Beijing +20 and Beyond

How Gender Research Is Changing the Landscape of Food Policy
OCT 14, 2015 – 12:15 PM TO 01:45 PM EDT

Speakers: Marc Cohen, Senior Researcher, Humanitarian Policy, Oxfam America | Caren Grown, World Bank Group Senior Director, Gender | Agnes Quisumbing, Senior Research Fellow, Poverty, Health, and Nutrition Division, and Theme Leader, Gender Cross-Cutting Theme, IFPRI | Claudia Ringler, Deputy Division Director and Senior Research Fellow, Environment and Production Technology Division, IFPRI.

Over 20 years ago the Beijing Declaration and Platform for Action launched an agenda for gender equality as a human right, a condition for social justice, and a “necessary and fundamental prerequisite for equality, development, and peace.”  This policy seminar provides a retrospective and prospective look on how gender research–and its application to policy issues–has changed the landscape of food policy and agricultural development programming.

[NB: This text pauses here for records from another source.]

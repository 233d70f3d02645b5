//! In-memory [`SecretStore`] for handler and dispatcher tests.

use std::collections::HashMap;
use std::sync::Mutex;
use std::time::Duration;

use async_trait::async_trait;
use serde_json::Value as JsonValue;

use crate::error::BackendError;
use crate::vault::{HealthStatus, SecretData, SecretStore};

type Canned = Result<SecretData, BackendError>;

#[derive(Default)]
pub struct FakeStore {
    lists: Mutex<HashMap<String, Canned>>,
    reads: Mutex<HashMap<String, Canned>>,
    calls: Mutex<Vec<String>>,
    read_delay: Option<Duration>,
}

impl FakeStore {
    pub fn new() -> Self {
        Self::default()
    }

    pub fn with_list(self, path: &str, data: JsonValue) -> Self {
        self.lists.lock().unwrap().insert(path.to_string(), Ok(as_data(data)));
        self
    }

    pub fn with_list_error(self, path: &str, err: BackendError) -> Self {
        self.lists.lock().unwrap().insert(path.to_string(), Err(err));
        self
    }

    pub fn with_read(self, path: &str, data: JsonValue) -> Self {
        self.reads.lock().unwrap().insert(path.to_string(), Ok(as_data(data)));
        self
    }

    pub fn with_read_error(self, path: &str, err: BackendError) -> Self {
        self.reads.lock().unwrap().insert(path.to_string(), Err(err));
        self
    }

    /// Make every read wait this long before answering
    pub fn with_read_delay(mut self, delay: Duration) -> Self {
        self.read_delay = Some(delay);
        self
    }

    /// Operations performed so far, as `"list <path>"` or `"read <path>"`
    pub fn calls(&self) -> Vec<String> {
        self.calls.lock().unwrap().clone()
    }

    // Canned errors are handed out once; a second call for the same path sees nothing stored
    fn take(
        &self,
        table: &Mutex<HashMap<String, Canned>>,
        op: &str,
        path: &str,
    ) -> Result<Option<SecretData>, BackendError> {
        self.calls.lock().unwrap().push(format!("{} {}", op, path));
        let mut table = table.lock().unwrap();
        match table.get(path) {
            Some(Ok(data)) => Ok(Some(data.clone())),
            Some(Err(_)) => match table.remove(path) {
                Some(Err(e)) => Err(e),
                _ => Ok(None),
            },
            None => Ok(None),
        }
    }
}

fn as_data(value: JsonValue) -> SecretData {
    match value {
        JsonValue::Object(map) => map,
        other => panic!("fake store data must be an object, got {}", other),
    }
}

#[async_trait]
impl SecretStore for FakeStore {
    async fn list(&self, path: &str) -> Result<Option<SecretData>, BackendError> {
        self.take(&self.lists, "list", path)
    }

    async fn read(&self, path: &str) -> Result<Option<SecretData>, BackendError> {
        if let Some(delay) = self.read_delay {
            tokio::time::sleep(delay).await;
        }
        self.take(&self.reads, "read", path)
    }

    async fn health_check(&self) -> Result<HealthStatus, BackendError> {
        Ok(HealthStatus {
            initialized: true,
            sealed: false,
            standby: false,
            version: "fake".to_string(),
        })
    }
}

Join us as Agnes Quisumbing (IFPRI) and Claudia Ringler (IFPRI) review the impact that IFPRI’s gender research has had on policy actions and interventions over the past 20 years, as well as present seminal work on gender and climate change. Marc Cohen (Oxfam America) and Caren Grown (World Bank) will offer the NGO and multilateral development institution perspectives on the influence of IFPRI’s gender research on their work.


Website for the event available here.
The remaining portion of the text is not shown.